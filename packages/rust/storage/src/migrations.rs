//! SQL migration definitions for the stacharvest collection index.
//!
//! Migrations are applied in order on database open. Each migration has a
//! version number and a set of SQL statements executed within a transaction.

/// A database migration with a version and SQL statements.
pub(crate) struct Migration {
    pub version: u32,
    pub description: &'static str,
    pub sql: &'static str,
}

/// All migrations, in ascending version order.
pub(crate) fn all_migrations() -> Vec<Migration> {
    vec![Migration {
        version: 1,
        description: "Initial schema: collections index, pipeline runs",
        sql: r#"
-- Schema version tracking
CREATE TABLE IF NOT EXISTS schema_migrations (
    version   INTEGER PRIMARY KEY,
    applied_at TEXT NOT NULL DEFAULT (datetime('now'))
);

-- Source collections index: one row per (service, collection id), carrying
-- the per-stage pipeline status.
CREATE TABLE IF NOT EXISTS collections (
    collection_id        TEXT PRIMARY KEY,
    service_json         TEXT NOT NULL,
    source_schema        TEXT NOT NULL,
    target               TEXT,
    n_items              INTEGER,
    targets_json         TEXT NOT NULL,
    extracted            INTEGER NOT NULL DEFAULT 0,
    extracted_files_json TEXT NOT NULL,
    transformed          INTEGER NOT NULL DEFAULT 0,
    stac_dir             TEXT,
    ingested             INTEGER NOT NULL DEFAULT 0,
    stac_url             TEXT,
    updated_at           TEXT NOT NULL
);

CREATE INDEX IF NOT EXISTS idx_collections_schema ON collections(source_schema);
CREATE INDEX IF NOT EXISTS idx_collections_target ON collections(target);

-- Pipeline run history, one row per stage invocation.
CREATE TABLE IF NOT EXISTS runs (
    id            TEXT PRIMARY KEY,
    collection_id TEXT NOT NULL,
    stage         TEXT NOT NULL,
    started_at    TEXT NOT NULL,
    finished_at   TEXT,
    stats_json    TEXT
);

CREATE INDEX IF NOT EXISTS idx_runs_collection ON runs(collection_id);

INSERT INTO schema_migrations (version) VALUES (1);
"#,
    }]
}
++++++++++
Return only the lines between the one holding "pub(crate) struct Migration" and the one holding "collection_id TEXT NOT", inclusive, exactly as they appear above.

pub(crate) struct Migration {
    pub version: u32,
    pub description: &'static str,
    pub sql: &'static str,
}

/// All migrations, in ascending version order.
pub(crate) fn all_migrations() -> Vec<Migration> {
    vec![Migration {
        version: 1,
        description: "Initial schema: collections index, pipeline runs",
        sql: r#"
-- Schema version tracking
CREATE TABLE IF NOT EXISTS schema_migrations (
    version   INTEGER PRIMARY KEY,
    applied_at TEXT NOT NULL DEFAULT (datetime('now'))
);

-- Source collections index: one row per (service, collection id), carrying
-- the per-stage pipeline status.
CREATE TABLE IF NOT EXISTS collections (
    collection_id        TEXT PRIMARY KEY,
    service_json         TEXT NOT NULL,
    source_schema        TEXT NOT NULL,
    target               TEXT,
    n_items              INTEGER,
    targets_json         TEXT NOT NULL,
    extracted            INTEGER NOT NULL DEFAULT 0,
    extracted_files_json TEXT NOT NULL,
    transformed          INTEGER NOT NULL DEFAULT 0,
    stac_dir             TEXT,
    ingested             INTEGER NOT NULL DEFAULT 0,
    stac_url             TEXT,
    updated_at           TEXT NOT NULL
);

CREATE INDEX IF NOT EXISTS idx_collections_schema ON collections(source_schema);
CREATE INDEX IF NOT EXISTS idx_collections_target ON collections(target);

-- Pipeline run history, one row per stage invocation.
CREATE TABLE IF NOT EXISTS runs (
    id            TEXT PRIMARY KEY,
    collection_id TEXT NOT NULL,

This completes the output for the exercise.